Я имею в виду убийство французского генерала Дюфо.

При том положении, какое я занимала, в подобном происшествии для меня ничто не могло остаться неизвестным или не вполне ясным.

Об этом стоит рассказать несколько подробнее, так как именно смерть Дюфо стала поводом для прихода французов в Рим и последовавшего затем учреждения Римской республики.

Ныне, когда мне дано увидеть издали события, а главное, злобу тех лет, я надеюсь, что смогу внести в свое повествование беспристрастие если не судьи, то историка.

Легко догадаться, что, с тех пор как Романье было позволено стать республикой, в Риме возникла республиканская партия.

Эта партия состояла по преимуществу из французов, притом людей искусства, живших в Вечном городе. В самом деле, их ведь могли бы обвинить в недостатке преданности своему патриотическому долгу, если бы они не пускали в ход все средства, вербуя сторонников для того правительства, которое они представляли.

Послом в Риме был Жозеф Бонапарт, брат Наполеона Бонапарта.
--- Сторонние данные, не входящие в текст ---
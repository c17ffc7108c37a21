use std::net::SocketAddr;

use recipebox::{make_router, run_app};

#[tokio::main]
async fn main() {
    tracing_subscriber::fmt::init();
    dotenvy::dotenv().ok();

    let addr = std::env::var("BIND_ADDRESS")
        .ok()
        .and_then(|addr| addr.parse().ok())
        .unwrap_or_else(|| SocketAddr::from(([127, 0, 0, 1], 3001)));

    let router = make_router();
    if let Err(error) = run_app(router, addr).await {
        tracing::error!("server error: {error}");
        std::process::exit(1);
    }
}
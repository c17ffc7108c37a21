mod common;

use axum::http::StatusCode;
use common::{body_json, body_string, TestApp};
use serde_json::json;

#[tokio::test]
async fn favorite_returns_short_recipe_form() {
    let app = TestApp::new().await;
    let (_, token) = app.register_and_login("nina@example.com", "nina").await;
    let tag = app.seed_tag("Breakfast", "breakfast").await;
    let flour = app.seed_ingredient("flour", "g").await;
    let recipe_id = app
        .create_recipe(&token, "Pancakes", &[tag], &[(flour, 100)])
        .await;

    let resp = app
        .post_json(
            &format!("/api/recipes/{recipe_id}/favorite"),
            &json!({}),
            Some(&token),
        )
        .await;
    assert_eq!(resp.status(), StatusCode::CREATED);
    let body = body_json(resp).await;
    assert_eq!(body["id"], recipe_id);
    assert_eq!(body["name"], "Pancakes");
    assert_eq!(body["cooking_time"], 10);
    assert!(body.get("text").is_none());
}

#[tokio::test]
async fn favoriting_twice_is_rejected() {
    let app = TestApp::new().await;
    let (_, token) = app.register_and_login("nina@example.com", "nina").await;
    let tag = app.seed_tag("Breakfast", "breakfast").await;
    let flour = app.seed_ingredient("flour", "g").await;
    let recipe_id = app
        .create_recipe(&token, "Pancakes", &[tag], &[(flour, 100)])
        .await;

    let uri = format!("/api/recipes/{recipe_id}/favorite");
    let resp = app.post_json(&uri, &json!({}), Some(&token)).await;
    assert_eq!(resp.status(), StatusCode::CREATED);

    let resp = app.post_json(&uri, &json!({}), Some(&token)).await;
    assert_eq!(resp.status(), StatusCode::BAD_REQUEST);
    let body = body_json(resp).await;
    assert!(body["error"].is_string());
}

#[tokio::test]
async fn unfavoriting_a_non_favorite_is_rejected() {
    let app = TestApp::new().await;
    let (_, token) = app.register_and_login("nina@example.com", "nina").await;
    let tag = app.seed_tag("Breakfast", "breakfast").await;
    let flour = app.seed_ingredient("flour", "g").await;
    let recipe_id = app
        .create_recipe(&token, "Pancakes", &[tag], &[(flour, 100)])
        .await;

    let resp = app
        .delete(&format!("/api/recipes/{recipe_id}/favorite"), Some(&token))
        .await;
    assert_eq!(resp.status(), StatusCode::BAD_REQUEST);
}

#[tokio::test]
async fn favorite_unknown_recipe_is_404() {
    let app = TestApp::new().await;
    let (_, token) = app.register_and_login("nina@example.com", "nina").await;

    let resp = app
        .post_json("/api/recipes/999/favorite", &json!({}), Some(&token))
        .await;
    assert_eq!(resp.status(), StatusCode::NOT_FOUND);
}

#[tokio::test]
async fn cart_add_and_remove_follow_the_same_guards() {
    let app = TestApp::new().await;
    let (_, token) = app.register_and_login("nina@example.com", "nina").await;
    let tag = app.seed_tag("Breakfast", "breakfast").await;
    let flour = app.seed_ingredient("flour", "g").await;
    let recipe_id = app
        .create_recipe(&token, "Pancakes", &[tag], &[(flour, 100)])
        .await;

    let uri = format!("/api/recipes/{recipe_id}/shopping_cart");
    let resp = app.post_json(&uri, &json!({}), Some(&token)).await;
    assert_eq!(resp.status(), StatusCode::CREATED);

    let resp = app.post_json(&uri, &json!({}), Some(&token)).await;
    assert_eq!(resp.status(), StatusCode::BAD_REQUEST);

    let resp = app.delete(&uri, Some(&token)).await;
    assert_eq!(resp.status(), StatusCode::NO_CONTENT);

    let resp = app.delete(&uri, Some(&token)).await;
    assert_eq!(resp.status(), StatusCode::BAD_REQUEST);
}

#[tokio::test]
async fn download_aggregates_amounts_by_ingredient_name() {
    let app = TestApp::new().await;
    let (_, token) = app.register_and_login("nina@example.com", "nina").await;
    let tag = app.seed_tag("Breakfast", "breakfast").await;
    let flour = app.seed_ingredient("flour", "g").await;
    let egg = app.seed_ingredient("egg", "pcs").await;

    let pancakes = app
        .create_recipe(&token, "Pancakes", &[tag], &[(flour, 100)])
        .await;
    let omelette = app
        .create_recipe(&token, "Omelette", &[tag], &[(flour, 50), (egg, 2)])
        .await;

    for recipe_id in [pancakes, omelette] {
        let resp = app
            .post_json(
                &format!("/api/recipes/{recipe_id}/shopping_cart"),
                &json!({}),
                Some(&token),
            )
            .await;
        assert_eq!(resp.status(), StatusCode::CREATED);
    }

    let resp = app
        .get("/api/recipes/download_shopping_cart", Some(&token))
        .await;
    assert_eq!(resp.status(), StatusCode::OK);
    let disposition = resp
        .headers()
        .get("content-disposition")
        .unwrap()
        .to_str()
        .unwrap()
        .to_string();
    assert!(disposition.starts_with("attachment"));

    let body = body_string(resp).await;
    assert!(body.starts_with("Shopping list:\n\n"));
    assert!(body.contains("flour: 150\n"));
    assert!(body.contains("egg: 2\n"));
}

#[tokio::test]
async fn download_requires_authentication() {
    let app = TestApp::new().await;
    let resp = app.get("/api/recipes/download_shopping_cart", None).await;
    assert_eq!(resp.status(), StatusCode::UNAUTHORIZED);
}

#[tokio::test]
async fn download_with_empty_cart_has_header_only() {
    let app = TestApp::new().await;
    let (_, token) = app.register_and_login("nina@example.com", "nina").await;

    let resp = app
        .get("/api/recipes/download_shopping_cart", Some(&token))
        .await;
    assert_eq!(resp.status(), StatusCode::OK);
    assert_eq!(body_string(resp).await, "Shopping list:\n\n");
}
Его семья быстро набирала силу, поддерживаемая мощной дланью «посланца Провидения», как назвала его Директория.

Жозеф Бонапарт, в котором мы тогда никак бы не могли угадать будущего узурпатора неаполитанского трона, делал все возможное, чтобы сдержать республиканцев, убеждая их, что время для решительных действий еще не пришло.

Вопреки всем его стараниям, они 26 декабря 1797 года уведомили посла, что возмущение назрело. Он их выпроводил, умоляя, по своему обыкновению, сделать все от них зависящее, чтобы еще на какое-то время задержать готовящийся взрыв. Они удалились, обещая постараться это сделать.